┌────────
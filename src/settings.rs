use std::collections::BTreeMap;
use std::path::Path;

use config::{Config, Environment, File};
use serde::{Deserialize, Serialize};

use crate::error::Result;
use crate::utils::constants::{
    DATUM_SK42, DATUM_WGS84, DEFAULT_GRID_PRECISION, ENV_PREFIX, PULKOVO_ZONE_26_DEFINITION,
    SK42_DEFINITION, WGS84_DEFINITION,
};

/// What to do when a single objective cannot be converted
#[derive(Debug, Clone, Copy, PartialEq, Eq, Default, Serialize, Deserialize)]
#[serde(rename_all = "lowercase")]
pub enum FailurePolicy {
    /// Stop at the first failing objective
    #[default]
    Abort,
    /// Report the failure and carry on with the remaining objectives
    Continue,
}

#[derive(Debug, Clone, PartialEq, Serialize, Deserialize)]
#[serde(default)]
pub struct Settings {
    /// Projection definition every objective is converted into
    pub target: String,
    /// Datum assumed for objectives that do not name one
    pub default_datum: String,
    /// Source datums by name
    pub datums: BTreeMap<String, String>,
    /// Decimal places of printed grid values
    pub precision: usize,
    pub on_error: FailurePolicy,
    /// Reject minutes or seconds outside [0, 60)
    pub validate_dms: bool,
}

impl Default for Settings {
    fn default() -> Self {
        let mut datums = BTreeMap::new();
        datums.insert(DATUM_WGS84.to_string(), WGS84_DEFINITION.to_string());
        datums.insert(DATUM_SK42.to_string(), SK42_DEFINITION.to_string());

        Self {
            target: PULKOVO_ZONE_26_DEFINITION.to_string(),
            default_datum: DATUM_WGS84.to_string(),
            datums,
            precision: DEFAULT_GRID_PRECISION,
            on_error: FailurePolicy::Abort,
            validate_dms: true,
        }
    }
}

impl Settings {
    /// Load settings from built-in defaults, an optional config file and
    /// `KG_COORDS_*` environment variables, later sources taking precedence.
    ///
    /// Nested keys use a double underscore, e.g. `KG_COORDS_DATUMS__LOCAL`.
    pub fn load(config_file: Option<&Path>) -> Result<Self> {
        let mut builder = Config::builder().add_source(Config::try_from(&Settings::default())?);

        if let Some(path) = config_file {
            tracing::debug!(path = %path.display(), "loading settings file");
            builder = builder.add_source(File::from(path).required(true));
        }

        builder = builder.add_source(
            Environment::with_prefix(ENV_PREFIX)
                .separator("__")
                .try_parsing(true),
        );

        let settings: Settings = builder.build()?.try_deserialize()?;
        Ok(settings)
    }
}
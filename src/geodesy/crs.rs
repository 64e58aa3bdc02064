use std::fmt;
use std::str::FromStr;

use crate::error::{ConversionError, Result};

use super::definition::parse_definition;
use super::ellipsoid::Ellipsoid;
use super::helmert::Helmert;
use super::tmerc::TransverseMercator;

/// Geodetic datum: an ellipsoid plus its shift to WGS84
#[derive(Debug, Clone, Copy, PartialEq)]
pub struct Datum {
    pub ellipsoid: Ellipsoid,
    pub to_wgs84: Helmert,
}

impl Datum {
    pub const WGS84: Datum = Datum {
        ellipsoid: Ellipsoid::WGS84,
        to_wgs84: Helmert::IDENTITY,
    };

    /// Pulkovo 1942 with the shift registered for the former Soviet Union
    pub const PULKOVO_1942: Datum = Datum {
        ellipsoid: Ellipsoid::KRASSOWSKY,
        to_wgs84: Helmert {
            dx: 23.92,
            dy: -141.27,
            dz: -80.9,
            rx: 0.0,
            ry: 0.35,
            rz: 0.82,
            scale_ppm: -0.12,
        },
    };

    pub fn new(ellipsoid: Ellipsoid, to_wgs84: Helmert) -> Self {
        Self {
            ellipsoid,
            to_wgs84,
        }
    }
}

/// Geographic bounding box (degrees) a CRS is intended for
#[derive(Debug, Clone, Copy, PartialEq)]
pub struct AreaOfUse {
    pub west: f64,
    pub south: f64,
    pub east: f64,
    pub north: f64,
}

impl AreaOfUse {
    pub fn contains(&self, lon: f64, lat: f64) -> bool {
        (self.west..=self.east).contains(&lon) && (self.south..=self.north).contains(&lat)
    }
}

#[derive(Debug, Clone, PartialEq)]
pub enum Projection {
    /// Longitude/latitude in degrees
    Geographic,
    TransverseMercator(TransverseMercator),
}

/// Coordinate reference system: a datum and a way of expressing points on it.
///
/// Built once from a definition string and then shared read-only.
#[derive(Debug, Clone, PartialEq)]
pub struct Crs {
    name: String,
    datum: Datum,
    projection: Projection,
    area_of_use: Option<AreaOfUse>,
}

impl Crs {
    pub fn new(name: impl Into<String>, datum: Datum, projection: Projection) -> Self {
        Self {
            name: name.into(),
            datum,
            projection,
            area_of_use: None,
        }
    }

    pub fn with_area_of_use(mut self, area: AreaOfUse) -> Self {
        self.area_of_use = Some(area);
        self
    }

    pub fn wgs84() -> Self {
        Self::new("WGS 84", Datum::WGS84, Projection::Geographic)
    }

    /// Parse a proj-style definition such as `+proj=tmerc +lon_0=135 +ellps=krass`
    /// or a registered code such as `EPSG:2542`
    pub fn parse(definition: &str) -> Result<Self> {
        parse_definition(definition)
    }

    pub fn name(&self) -> &str {
        &self.name
    }

    pub fn datum(&self) -> &Datum {
        &self.datum
    }

    pub fn projection(&self) -> &Projection {
        &self.projection
    }

    pub fn area_of_use(&self) -> Option<&AreaOfUse> {
        self.area_of_use.as_ref()
    }

    pub fn is_geographic(&self) -> bool {
        matches!(self.projection, Projection::Geographic)
    }

    /// Express geographic degrees on this CRS's datum in its native units
    pub fn project(&self, lon: f64, lat: f64) -> Result<(f64, f64)> {
        match &self.projection {
            Projection::Geographic => Ok((lon, lat)),
            Projection::TransverseMercator(tmerc) => tmerc.forward(lon, lat),
        }
    }

    /// Recover geographic degrees (lon, lat) on this CRS's datum from native units
    pub fn unproject(&self, x: f64, y: f64) -> Result<(f64, f64)> {
        match &self.projection {
            Projection::Geographic => {
                if (-90.0..=90.0).contains(&y) {
                    Ok((x, y))
                } else {
                    Err(ConversionError::out_of_domain(format!(
                        "latitude {} is outside [-90, 90]",
                        y
                    )))
                }
            }
            Projection::TransverseMercator(tmerc) => tmerc.inverse(x, y),
        }
    }
}

impl FromStr for Crs {
    type Err = ConversionError;

    fn from_str(s: &str) -> Result<Self> {
        Self::parse(s)
    }
}

impl fmt::Display for Crs {
    fn fmt(&self, f: &mut fmt::Formatter<'_>) -> fmt::Result {
        write!(f, "{}", self.name)
    }
}
pub mod conversion;
pub mod dms;
pub mod grid;
pub mod objective;

pub use conversion::Conversion;
pub use dms::Dms;
pub use grid::{GridCoordinate, ProjectedPoint};
pub use objective::{builtin_objectives, Objective};
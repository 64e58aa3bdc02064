use crate::error::{ConversionError, Result};

use super::crs::{Crs, Datum, Projection};
use super::ellipsoid::Ellipsoid;
use super::epsg;
use super::helmert::Helmert;
use super::tmerc::{TmercParams, TransverseMercator};

/// Flags accepted for compatibility that carry no meaning here
const IGNORED_FLAGS: [&str; 3] = ["no_defs", "wktext", "type"];

/// Parse a projection definition into a [`Crs`].
///
/// Accepts `EPSG:<code>`, `+init=EPSG:<code>` and proj-style parameter lists with
/// `+proj=longlat`, `+proj=tmerc` or `+proj=utm`. Unknown parameters are rejected
/// rather than ignored so a typo cannot silently change the result.
pub fn parse_definition(definition: &str) -> Result<Crs> {
    let trimmed = definition.trim();
    if trimmed.is_empty() {
        return Err(ConversionError::invalid_definition(
            definition,
            "definition is empty",
        ));
    }

    if let Some(code) = strip_epsg(trimmed) {
        return registered(definition, code);
    }

    let mut params = Parameters::parse(definition, trimmed)?;
    for flag in IGNORED_FLAGS {
        params.discard(flag);
    }

    if let Some(init) = params.take_value("init")? {
        let code = strip_epsg(init).ok_or_else(|| {
            ConversionError::invalid_definition(
                definition,
                format!("+init expects EPSG:<code>, found '{}'", init),
            )
        })?;
        if let Some(key) = params.remaining_key() {
            return Err(ConversionError::invalid_definition(
                definition,
                format!("+init cannot be combined with +{}", key),
            ));
        }
        return registered(definition, code);
    }

    let proj = params.take_value("proj")?.ok_or_else(|| {
        ConversionError::invalid_definition(definition, "missing +proj parameter")
    })?;

    let datum = params.datum()?;

    if let Some(units) = params.take_value("units")? {
        if units != "m" {
            return Err(ConversionError::invalid_definition(
                definition,
                format!("unsupported units '{}', only metres are supported", units),
            ));
        }
    }

    let projection = match proj {
        "longlat" | "latlong" | "lonlat" | "latlon" => Projection::Geographic,
        "tmerc" => {
            let defaults = TmercParams::default();
            let k_0 = match params.take_f64("k")? {
                Some(k) => Some(k),
                None => params.take_f64("k_0")?,
            };
            let tmerc_params = TmercParams {
                lat_0: params.take_f64("lat_0")?.unwrap_or(defaults.lat_0),
                lon_0: params.take_f64("lon_0")?.unwrap_or(defaults.lon_0),
                k_0: k_0.unwrap_or(defaults.k_0),
                x_0: params.take_f64("x_0")?.unwrap_or(defaults.x_0),
                y_0: params.take_f64("y_0")?.unwrap_or(defaults.y_0),
            };
            params.check_tmerc(&tmerc_params)?;
            Projection::TransverseMercator(TransverseMercator::new(&datum.ellipsoid, tmerc_params))
        }
        "utm" => {
            let zone = params.take_f64("zone")?.ok_or_else(|| {
                ConversionError::invalid_definition(definition, "+proj=utm requires +zone")
            })?;
            if zone.fract() != 0.0 || !(1.0..=60.0).contains(&zone) {
                return Err(ConversionError::invalid_definition(
                    definition,
                    format!("UTM zone must be an integer from 1 to 60, found {}", zone),
                ));
            }
            let south = params.take_flag("south")?;
            Projection::TransverseMercator(TransverseMercator::new(
                &datum.ellipsoid,
                TmercParams::utm(zone as u8, south),
            ))
        }
        other => {
            return Err(ConversionError::invalid_definition(
                definition,
                format!("unsupported projection '{}'", other),
            ))
        }
    };

    if let Some(key) = params.remaining_key() {
        return Err(ConversionError::invalid_definition(
            definition,
            format!("unsupported parameter '+{}' for +proj={}", key, proj),
        ));
    }

    Ok(Crs::new(trimmed, datum, projection))
}

fn strip_epsg(text: &str) -> Option<&str> {
    let (authority, code) = text.split_once(':')?;
    authority.eq_ignore_ascii_case("epsg").then_some(code)
}

fn registered(definition: &str, code: &str) -> Result<Crs> {
    let number = code.trim().parse::<u32>().map_err(|_| {
        ConversionError::invalid_definition(definition, format!("invalid EPSG code '{}'", code))
    })?;
    epsg::lookup(number).ok_or_else(|| {
        ConversionError::invalid_definition(
            definition,
            format!("EPSG:{} is not in the built-in registry", number),
        )
    })
}

/// `+key[=value]` pairs of a definition, consumed as they are interpreted
struct Parameters<'a> {
    definition: &'a str,
    entries: Vec<(&'a str, Option<&'a str>)>,
}

impl<'a> Parameters<'a> {
    fn parse(definition: &'a str, trimmed: &'a str) -> Result<Self> {
        let mut entries: Vec<(&str, Option<&str>)> = Vec::new();

        for token in trimmed.split_whitespace() {
            let body = token.strip_prefix('+').ok_or_else(|| {
                ConversionError::invalid_definition(
                    definition,
                    format!("expected '+key=value', found '{}'", token),
                )
            })?;
            let (key, value) = match body.split_once('=') {
                Some((key, value)) => (key, Some(value)),
                None => (body, None),
            };
            if key.is_empty() {
                return Err(ConversionError::invalid_definition(
                    definition,
                    format!("empty parameter name in '{}'", token),
                ));
            }
            if entries.iter().any(|(existing, _)| *existing == key) {
                return Err(ConversionError::invalid_definition(
                    definition,
                    format!("parameter '+{}' given more than once", key),
                ));
            }
            entries.push((key, value));
        }

        Ok(Self {
            definition,
            entries,
        })
    }

    fn error(&self, reason: String) -> ConversionError {
        ConversionError::invalid_definition(self.definition, reason)
    }

    fn take(&mut self, key: &str) -> Option<Option<&'a str>> {
        let index = self.entries.iter().position(|(k, _)| *k == key)?;
        Some(self.entries.remove(index).1)
    }

    fn discard(&mut self, key: &str) {
        self.take(key);
    }

    fn take_value(&mut self, key: &str) -> Result<Option<&'a str>> {
        match self.take(key) {
            None => Ok(None),
            Some(Some(value)) if !value.is_empty() => Ok(Some(value)),
            Some(_) => Err(self.error(format!("+{} requires a value", key))),
        }
    }

    fn take_flag(&mut self, key: &str) -> Result<bool> {
        match self.take(key) {
            None => Ok(false),
            Some(None) => Ok(true),
            Some(Some(value)) => Err(self.error(format!(
                "+{} is a flag and takes no value, found '{}'",
                key, value
            ))),
        }
    }

    fn take_f64(&mut self, key: &str) -> Result<Option<f64>> {
        match self.take_value(key)? {
            None => Ok(None),
            Some(text) => parse_number(text)
                .map(Some)
                .ok_or_else(|| self.error(format!("+{} expects a number, found '{}'", key, text))),
        }
    }

    fn remaining_key(&self) -> Option<&'a str> {
        self.entries.first().map(|(key, _)| *key)
    }

    fn datum(&mut self) -> Result<Datum> {
        let named_datum = self.take_value("datum")?;
        let ellps = self.take_value("ellps")?;
        let a = self.take_f64("a")?;
        let rf = self.take_f64("rf")?;
        let towgs84 = self.take_value("towgs84")?;

        let mut datum = match named_datum {
            Some(name) if name.eq_ignore_ascii_case("wgs84") => Datum::WGS84,
            Some(name) => return Err(self.error(format!("unsupported datum '{}'", name))),
            None => Datum::WGS84,
        };

        match (ellps, a, rf) {
            (Some(_), Some(_), _) | (Some(_), _, Some(_)) => {
                return Err(self.error("+ellps cannot be combined with +a/+rf".to_string()));
            }
            (Some(name), None, None) => {
                datum.ellipsoid = Ellipsoid::from_name(name)
                    .ok_or_else(|| self.error(format!("unknown ellipsoid '{}'", name)))?;
            }
            (None, Some(a), Some(rf)) => {
                if !(a > 0.0 && rf > 1.0) {
                    return Err(self.error(format!("implausible ellipsoid a={} rf={}", a, rf)));
                }
                datum.ellipsoid = Ellipsoid::new(a, rf);
            }
            (None, Some(_), None) | (None, None, Some(_)) => {
                return Err(self.error("+a and +rf must be given together".to_string()));
            }
            (None, None, None) => {}
        }

        if named_datum.is_some() && (ellps.is_some() || a.is_some()) {
            return Err(self.error("+datum cannot be combined with an ellipsoid".to_string()));
        }

        if let Some(list) = towgs84 {
            let values = list
                .split(',')
                .map(|v| parse_number(v.trim()))
                .collect::<Option<Vec<f64>>>()
                .ok_or_else(|| self.error(format!("+towgs84 has a non-numeric value in '{}'", list)))?;
            datum.to_wgs84 = Helmert::from_towgs84(&values).ok_or_else(|| {
                self.error(format!(
                    "+towgs84 expects 3 or 7 values, found {}",
                    values.len()
                ))
            })?;
        }

        Ok(datum)
    }

    fn check_tmerc(&self, params: &TmercParams) -> Result<()> {
        if !(params.k_0 > 0.0) {
            return Err(self.error(format!("scale factor must be positive, found {}", params.k_0)));
        }
        if !(-90.0..=90.0).contains(&params.lat_0) {
            return Err(self.error(format!("+lat_0={} is outside [-90, 90]", params.lat_0)));
        }
        Ok(())
    }
}

fn parse_number(text: &str) -> Option<f64> {
    text.parse::<f64>().ok().filter(|v| v.is_finite())
}
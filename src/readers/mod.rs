pub mod objective_reader;

pub use objective_reader::ObjectiveReader;
use super::crs::{AreaOfUse, Crs, Datum, Projection};
use super::tmerc::{TmercParams, TransverseMercator};

/// Look up a registered EPSG code.
///
/// Covers WGS 84 (4326), Pulkovo 1942 geographic (4284), Pulkovo 1942 3-degree
/// Gauss-Kruger zone 26 (2542), Pulkovo 1942 6-degree Gauss-Kruger zones 4-32
/// (28404-28432) and WGS 84 UTM zones (32601-32660, 32701-32760).
pub fn lookup(code: u32) -> Option<Crs> {
    match code {
        4326 => Some(Crs::wgs84()),
        4284 => Some(Crs::new(
            "Pulkovo 1942",
            Datum::PULKOVO_1942,
            Projection::Geographic,
        )),
        2542 => Some(
            gauss_kruger(
                "Pulkovo 1942 / 3-degree Gauss-Kruger zone 26",
                TmercParams::gauss_kruger(78.0, 26),
            )
            .with_area_of_use(AreaOfUse {
                west: 76.5,
                south: 40.1,
                east: 79.5,
                north: 74.0,
            }),
        ),
        28404..=28432 => {
            let zone = code - 28400;
            let central_meridian = f64::from(zone) * 6.0 - 3.0;
            Some(
                gauss_kruger(
                    format!("Pulkovo 1942 / Gauss-Kruger zone {}", zone),
                    TmercParams::gauss_kruger(central_meridian, zone),
                )
                .with_area_of_use(AreaOfUse {
                    west: central_meridian - 3.0,
                    south: 35.0,
                    east: central_meridian + 3.0,
                    north: 84.0,
                }),
            )
        }
        32601..=32660 | 32701..=32760 => {
            let south = code > 32700;
            let zone = (code % 100) as u8;
            let tmerc = TransverseMercator::new(
                &Datum::WGS84.ellipsoid,
                TmercParams::utm(zone, south),
            );
            Some(Crs::new(
                format!("WGS 84 / UTM zone {}{}", zone, if south { 'S' } else { 'N' }),
                Datum::WGS84,
                Projection::TransverseMercator(tmerc),
            ))
        }
        _ => None,
    }
}

fn gauss_kruger(name: impl Into<String>, params: TmercParams) -> Crs {
    let tmerc = TransverseMercator::new(&Datum::PULKOVO_1942.ellipsoid, params);
    Crs::new(
        name,
        Datum::PULKOVO_1942,
        Projection::TransverseMercator(tmerc),
    )
}
pub mod crs;
pub mod definition;
pub mod ellipsoid;
pub mod epsg;
pub mod helmert;
pub mod tmerc;
mod transformation;

pub use crs::{AreaOfUse, Crs, Datum, Projection};
pub use definition::parse_definition;
pub use ellipsoid::{Ellipsoid, Geocentric};
pub use helmert::Helmert;
pub use tmerc::{TmercParams, TransverseMercator};
pub use transformation::{shift_datum, to_wgs84, transform};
└────────
▶ **Directions**: Give back every line from the beginning of the records through the line holding "the remaining objectives", exactly as it reads, and leave out the rest.

▶ **Answer below**:
filename src/settings.rs
use std::collections::BTreeMap;
use std::path::Path;

use config::{Config, Environment, File};
use serde::{Deserialize, Serialize};

use crate::error::Result;
use crate::utils::constants::{
    DATUM_SK42, DATUM_WGS84, DEFAULT_GRID_PRECISION, ENV_PREFIX, PULKOVO_ZONE_26_DEFINITION,
    SK42_DEFINITION, WGS84_DEFINITION,
};

/// What to do when a single objective cannot be converted
#[derive(Debug, Clone, Copy, PartialEq, Eq, Default, Serialize, Deserialize)]
#[serde(rename_all = "lowercase")]
pub enum FailurePolicy {
    /// Stop at the first failing objective
    #[default]
    Abort,
    /// Report the failure and carry on with the remaining objectives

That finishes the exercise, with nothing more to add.